Below are the typical constraints and expressions which can be modeled using conic form:

  • Conic Quadratic Optimization: \(t\geq x^2\), sums of squares, 2-norm \(t\geq \|x\|_2\), variance, \(\|Ax-b\|_2\).

  • Power Cone Optimization: powers \(x^p\), geometric mean, products \(x^\alpha y^\beta\), \(p\)-norm.

  • Exponential Cone: \(e^x\), \(\ln{x}\), log-sum-exp, entropy \(x\ln{x}\), relative entropy, geometric programming.

  • Semidefinite Optimization: \(X\succeq 0\) is positive semidefinite.

MOSEK provides three solvers:

  • A simplex solver for linear problems.

  • An interior-point conic solver for linear and nonlinear continuous problems, conic problems and quadratic problems.

  • A mixed-integer solver when the problem contains integer variables or disjunctive constraints.

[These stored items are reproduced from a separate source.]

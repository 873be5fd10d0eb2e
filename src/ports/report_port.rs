//! Report rendering port trait.

use crate::domain::error::RewindError;
use crate::domain::metrics::Summary;
use crate::domain::simulation::SimulationPoint;

/// Port for presenting one finished run. The caller guarantees `series` is
/// date-ordered and `summary` fully populated (undefined statistics are
/// `None`, never missing).
pub trait ReportPort {
    fn render(
        &self,
        series: &[SimulationPoint],
        summary: &Summary,
        initial_capital: f64,
    ) -> Result<(), RewindError>;
}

The MOSEK Optimization Suite includes

  • the low-level optimizer API for C, Java, .NET and Python.

  • the object-oriented Fusion API for C++, Java, .NET and Python.

  • an optimization toolbox for MATLAB.

  • an Rmosek package for R.

  • an interface to AMPL.

  • a command line tool.

  • optimizer server for remote optimization.

We also maintain an unofficial interface for Julia, see https://github.com/JuliaOpt/Mosek.jl.

Fig. 1.1 illustrates the relationship between the parts.

_images/mosek-distro-with-rmosek.svg

Fig. 1.1 An overview of the API and interfaces available in the MOSEK Optimization Suite.

In addition MOSEK Optimization Suite provides

  • sensitivity analysis for linear problems.

  • infeasibility diagnostic tools.

  • problem analyses for diagnosing numerical issues in input data.

  • reading and writing optimization problems and solutions from/to files.

Most large optimization problems are very sparse i.e. most of the input data consists of zeros. Therefore, the APIs and optimization algorithms in MOSEK Optimization Suite is designed to exploit sparsity to reduce both storage and time.